Stranamente non sono d’accordo questa volta con Gaetano Sateriale sui giudizi che dà sul percorso che ha portato all’indicazione da parte di Susanna Camusso di Maurizio Landini quale proposta per il ruolo di segretario generale, né – soprattutto – sui timori di “fiommizzazione” della Cgil per le ragioni che cercherò di spiegare tra poco, ma su una cosa sono proprio d’accordo con Sateriale, ed è la rappresentazione sbagliata della Cgil e del suo dibattito interno per come la raccontano i giornali, a partire da un’improbabile e farsesca divisione tra movimentisti con simpatie criptogrilline, raffigurati nel volto di Maurizio Landini, e composti cultori della concertazione, nel volto di Vincenzo Colla.
Il guaio è che raccontare il sindacato è appannaggio di persone che vivono di stereotipi, per cui la Cgil sarebbe inesorabilmente popolata esclusivamente da pensionati o operai in via di estinzione, e quindi irreparabilmente votata alla conservazione e quindi all’irrilevanza.
E invece… se i suddetti “esperti” si dessero la briga di guardare ad una cosa banale e raggiungibile da tutti, i dati del tesseramento 2017,scoprirebbero tre cose: la prima, che la categoria più numerosa è la FILCAMS, e, secondo, quella con crescita più rilevante è NIdiL. Cioè le due categorie che, in modi diversi, incontrano e rappresentano il mondo del lavoro precario, che per definizione, a dire dei suddetti esperti, è irraggiungibile dalla Cgil e dal sindacato confederale in generale.

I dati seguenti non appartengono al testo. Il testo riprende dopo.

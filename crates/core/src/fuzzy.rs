//! Approximate string similarity on a 0-100 scale.
//!
//! `ratio` is the normalized indel similarity (`2 * lcs / (len_a + len_b)`),
//! `partial_ratio` the best `ratio` of the shorter string against every
//! equally long window of the longer one. Both round to whole points.

pub fn ratio(left: &str, right: &str) -> f64 {
    let left: Vec<char> = left.chars().collect();
    let right: Vec<char> = right.chars().collect();
    char_ratio(&left, &right).round()
}

pub fn partial_ratio(left: &str, right: &str) -> f64 {
    let left: Vec<char> = left.chars().collect();
    let right: Vec<char> = right.chars().collect();

    let (short, long) = if left.len() <= right.len() {
        (left, right)
    } else {
        (right, left)
    };

    if short.is_empty() {
        return 0.0;
    }

    let mut best = 0.0f64;
    for window in long.windows(short.len()) {
        let score = char_ratio(&short, window);
        if score > best {
            best = score;
        }
        if best >= 99.5 {
            return 100.0;
        }
    }

    best.round()
}

fn char_ratio(left: &[char], right: &[char]) -> f64 {
    let total = left.len() + right.len();
    if total == 0 {
        return 100.0;
    }
    if left.is_empty() || right.is_empty() {
        return 0.0;
    }

    200.0 * longest_common_subsequence(left, right) as f64 / total as f64
}

fn longest_common_subsequence(left: &[char], right: &[char]) -> usize {
    let mut previous = vec![0usize; right.len() + 1];
    let mut current = vec![0usize; right.len() + 1];

    for &lc in left {
        for (column, &rc) in right.iter().enumerate() {
            current[column + 1] = if lc == rc {
                previous[column] + 1
            } else {
                current[column].max(previous[column + 1])
            };
        }
        std::mem::swap(&mut previous, &mut current);
    }

    previous[right.len()]
}

#[cfg(test)]
mod tests {
    use super::{partial_ratio, ratio};

    #[test]
    fn identical_strings_score_full() {
        assert_eq!(ratio("POLO TSI", "POLO TSI"), 100.0);
        assert_eq!(partial_ratio("POLO TSI", "POLO TSI"), 100.0);
    }

    #[test]
    fn disjoint_strings_score_zero() {
        assert_eq!(ratio("ABC", "XYZ"), 0.0);
        assert_eq!(partial_ratio("ABC", "XYZW"), 0.0);
    }

    #[test]
    fn ratio_counts_shared_characters() {
        // lcs("ABCD", "ABXD") = 3 -> 2 * 3 / 8
        assert_eq!(ratio("ABCD", "ABXD"), 75.0);
    }

    #[test]
    fn partial_ratio_finds_embedded_substring() {
        assert_eq!(partial_ratio("118I", "BMW 118I M SPORT"), 100.0);
        assert_eq!(partial_ratio("BMW 118I M SPORT", "118I"), 100.0);
        assert!(partial_ratio("118X", "BMW 118I M SPORT") >= 75.0);
    }

    #[test]
    fn empty_input_scores_zero() {
        assert_eq!(partial_ratio("", "anything"), 0.0);
        assert_eq!(ratio("", "anything"), 0.0);
    }
}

E a terza, che la crescita organizzativa della Cgil nel 2017 è quasi interamente dovuta alla crescita di quelle due categorie: cioè che la rappresentanza del lavoro precario permette ad un’organizzazione “novecentesca” di non calare…. E insomma quei dati segnalano che rappresentare, certo con tanti limiti, il lavoro oggi è possibile, e anzi è il solo modo per evitare un avvitamento corporativo del sindacato.

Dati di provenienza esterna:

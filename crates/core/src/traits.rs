use crate::{CalibrationProcedure, FetchError};
use chrono::{DateTime, Utc};

/// Time source for expiry decisions.
pub trait Clock: Send + Sync {
    fn now(&self) -> DateTime<Utc>;
}

#[derive(Debug, Clone, Copy, Default)]
pub struct SystemClock;

impl Clock for SystemClock {
    fn now(&self) -> DateTime<Utc> {
        Utc::now()
    }
}

/// Remote provider of calibration procedures. Implementations must bound
/// their own latency; a failure sends the caller to the offline knowledge base.
pub trait ProcedureSource: Send + Sync {
    fn fetch(
        &self,
        brand: &str,
        model: Option<&str>,
        year: Option<i32>,
    ) -> Result<CalibrationProcedure, FetchError>;
}

/// Clock that only moves when told to.
#[cfg(test)]
#[derive(Debug)]
pub(crate) struct ManualClock {
    now: std::sync::Mutex<DateTime<Utc>>,
}

#[cfg(test)]
impl Default for ManualClock {
    fn default() -> Self {
        Self {
            now: std::sync::Mutex::new(Utc::now()),
        }
    }
}

#[cfg(test)]
impl ManualClock {
    pub(crate) fn advance(&self, by: chrono::Duration) {
        let mut now = self.now.lock().unwrap_or_else(std::sync::PoisonError::into_inner);
        *now += by;
    }
}

#[cfg(test)]
impl Clock for ManualClock {
    fn now(&self) -> DateTime<Utc> {
        *self.now.lock().unwrap_or_else(std::sync::PoisonError::into_inner)
    }
}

Vista da questo punto di vista, e cioè da come la vivono quei lavoratori “nuovi” che con fatica ma con qualche successo tentiamo di rappresentare, la discussione interna alla Cgil per come appare sui giornali, ma anche sui social media è a dir poco surreale.
Mai come in questo congresso si è registrata convergenza nell’intero gruppo dirigente sul documento “Il lavoro è “, la cui redazione fu peraltro preceduta da una discussione capillare nelle assemblee generali, cosicché era possibile a tutti integrare, correggere e perfino respingere il progetto: nulla di ciò avvenne. Di più: quel documento raccoglie quattro anni di sostanziale unanimità del gruppo dirigente registrata sulle grandi scelte compiute- Piano del lavoro e Carta dei diritti, raccolta di firme per i referendum, accordo sulle politiche contrattuali e la rappresentanza siglati con quasi tutte le controparti per finire con Confindustria.

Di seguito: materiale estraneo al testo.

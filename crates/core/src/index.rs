use crate::normalizer::normalize;
use crate::{Dataset, VehicleRecord};
use serde::{Deserialize, Serialize};
use std::collections::{BTreeMap, HashMap};

/// Lookup tables over one [`Dataset`]. Entries are row positions into that
/// dataset, so an index is only meaningful next to the dataset it came from.
#[derive(Debug, Clone, Default, PartialEq, Eq)]
pub struct SearchIndex {
    by_id: HashMap<u64, usize>,
    by_brand: HashMap<String, Vec<usize>>,
    by_year: BTreeMap<i32, Vec<usize>>,
    duplicate_ids: usize,
}

#[derive(Debug, Clone, Serialize, Deserialize, PartialEq, Eq)]
pub struct IndexStats {
    pub total_vehicles: usize,
    pub id_index_size: usize,
    pub duplicate_ids: usize,
    pub brands_count: usize,
    pub years_count: usize,
}

impl SearchIndex {
    /// Single pass. A repeated id keeps its first row; later rows stay
    /// reachable through the brand and year tables.
    pub fn build(dataset: &Dataset) -> Self {
        let mut index = SearchIndex::default();

        for (position, record) in dataset.iter().enumerate() {
            if let Some(id) = record.id {
                if index.by_id.contains_key(&id) {
                    index.duplicate_ids += 1;
                } else {
                    index.by_id.insert(id, position);
                }
            }

            let brand_key = normalize(&record.brand);
            if !brand_key.is_empty() {
                index.by_brand.entry(brand_key).or_default().push(position);
            }

            if let Some(year) = record.year {
                index.by_year.entry(year).or_default().push(position);
            }
        }

        index
    }

    pub fn by_id<'d>(&self, dataset: &'d Dataset, id: u64) -> Option<&'d VehicleRecord> {
        self.by_id
            .get(&id)
            .and_then(|position| dataset.records.get(*position))
    }

    pub fn by_brand<'d>(&self, dataset: &'d Dataset, brand: &str) -> Vec<&'d VehicleRecord> {
        self.by_brand
            .get(&normalize(brand))
            .map(|positions| resolve(dataset, positions))
            .unwrap_or_default()
    }

    pub fn by_year<'d>(&self, dataset: &'d Dataset, year: i32) -> Vec<&'d VehicleRecord> {
        self.by_year
            .get(&year)
            .map(|positions| resolve(dataset, positions))
            .unwrap_or_default()
    }

    pub fn stats(&self, dataset: &Dataset) -> IndexStats {
        IndexStats {
            total_vehicles: dataset.len(),
            id_index_size: self.by_id.len(),
            duplicate_ids: self.duplicate_ids,
            brands_count: self.by_brand.len(),
            years_count: self.by_year.len(),
        }
    }
}

fn resolve<'d>(dataset: &'d Dataset, positions: &[usize]) -> Vec<&'d VehicleRecord> {
    positions
        .iter()
        .filter_map(|position| dataset.records.get(*position))
        .collect()
}

#[cfg(test)]
mod tests {
    use super::*;
    use crate::cleaner::clean;
    use crate::ingest::RawDataset;
    use crate::CalibrationKind;

    fn record(id: Option<u64>, brand: &str, model: &str, year: Option<i32>) -> VehicleRecord {
        VehicleRecord {
            id,
            year,
            brand: brand.to_string(),
            model_name: model.to_string(),
            abbreviation: None,
            has_adas: true,
            windshield_adas: false,
            bumper_adas: false,
            rear_camera: false,
            matrix_lights: false,
            calibration_kind: CalibrationKind::Unknown,
            search_text: normalize(&format!("{brand} {model}")),
        }
    }

    #[test]
    fn lookups_resolve_through_the_dataset() {
        let dataset = clean(&RawDataset::demo());
        let index = SearchIndex::build(&dataset);

        let bmw = index.by_id(&dataset, 92983).map(|record| record.brand.as_str());
        assert_eq!(bmw, Some("BMW"));
        assert!(index.by_id(&dataset, 1).is_none());

        let land_rover = index.by_brand(&dataset, "land rover");
        assert_eq!(land_rover.len(), 1);
        assert_eq!(land_rover[0].id, Some(85678));

        let from_2024 = index
            .by_year(&dataset, 2024)
            .iter()
            .filter_map(|record| record.id)
            .collect::<Vec<_>>();
        assert_eq!(from_2024, vec![92983, 87621, 91234, 92345]);
    }

    #[test]
    fn first_occurrence_wins_for_duplicate_ids() {
        let dataset = Dataset::new(vec![
            record(Some(7000), "BMW", "X1", Some(2023)),
            record(Some(7000), "AUDI", "A3", Some(2023)),
            record(None, "AUDI", "Q5", None),
        ]);
        let index = SearchIndex::build(&dataset);

        assert_eq!(
            index.by_id(&dataset, 7000).map(|record| record.model_name.as_str()),
            Some("X1")
        );
        assert_eq!(index.by_brand(&dataset, "Audi").len(), 2);
        assert_eq!(index.by_year(&dataset, 2023).len(), 2);

        let stats = index.stats(&dataset);
        assert_eq!(stats.duplicate_ids, 1);
        assert_eq!(stats.id_index_size, 1);
        assert_eq!(stats.years_count, 1);
    }

    #[test]
    fn rebuilding_is_deterministic() {
        let dataset = clean(&RawDataset::demo());
        assert_eq!(SearchIndex::build(&dataset), SearchIndex::build(&dataset));
    }
}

Ancora: il segretario generale ha avuto il mandato dal CD di svolgere l’ascolto delle strutture al fine di avanzare una proposta per l’incarico che fosse il più condivisa possibile, e comunque il frutto di un ascolto allargato al più ampio numero di strutture. Certo, qualcosa di assai diverso dai metodi fin qui usati, ma certamente più democratico e quindi più trasparente.
Ci si può ovviamente dispiacere dell’esito dell’ascolto e quindi non apprezzare la proposta, ma non si possono avanzare dubbi sulla correttezza del metodo seguito, altrimenti ci si comporta come i bambini che si riprendono il pallone se la propria squadra perde.
Di più: proprio perché non siamo più un’organizzazione per componenti di partito, e il consenso sul documento è così vasto, sarebbe utile, qui sì riscoprendo l’insegnamento di Trentin, scavare su cosa sia oggi il pluralismo, come lo si vive, lo si pratica, lo si riconosce. Ad una condizione: che tutto sia finalizzato al bene della Cgil, i cui iscritti sono tanto diversi dai ricordi di troppi dirigenti. E che quindi, anziché paventare improbabili “fiommizzazioni”, si riscopra il valore del lavoro collettivo, del pluralismo come stimolo per ciascuno di contribuire, dal suo punto di vista, alla riuscita del disegno sociale e politico tracciato dal documento congressuale. Si chiama supremazia del collettivo sulle ambizioni del/dei singoli, ed è l’insegnamento più profondo che ho avuto in oltre 41 anni di militanza nella Cgil.